Population (2025-01-01)
- • Total: 132
- • Density: 6.03/km^{2} (15.6/sq mi)
- Demonym(s): Montclarenc, montclarenca
- Website: www.montclar.cat

= Montclar, Spain =

Montclar (/ca/) is a municipality in the comarca of Berguedà, Catalonia. The municipality includes an exclave to the north-east.

== History ==
The town first appears in written documentation in the year 1117. In 1240, King James I of Aragon granted the land to Pere de Breda, though by 1309, it was once again a possession of the crown.

== Culture ==
The municipality's parochial church, in the Romanesque style, is dedicated to Sant Martí. It was constructed in the 12th century. It has a single nave with apse. It also has a later, hip-roofed bell tower, and conserves a baroque altar and other neoclassical elements in the interior. The church was completely renovated in 1970.
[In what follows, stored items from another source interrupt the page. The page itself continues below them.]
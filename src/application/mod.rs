// Application layer - Use cases over the domain and the backend
pub mod chart_adapter;
pub mod dashboard_service;
pub mod kpi_engine;
pub mod poller;
pub mod sensor_repository;
pub mod wtp_service;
The municipality has several other extant churches, including the Church of the Santa Creu, and, notably, the Church of Sant Quintí. This barrel-vaulted structure had its 11th century reliquary removed to the Diocesan Museum of Solsona.

Montclar's town festival is celebrated in January, to coincide with the feast day of Saint Sebastian.

== Economy ==
Agriculture is the chief employer of the municipality, and in particular dryland farming, particularly of cereals.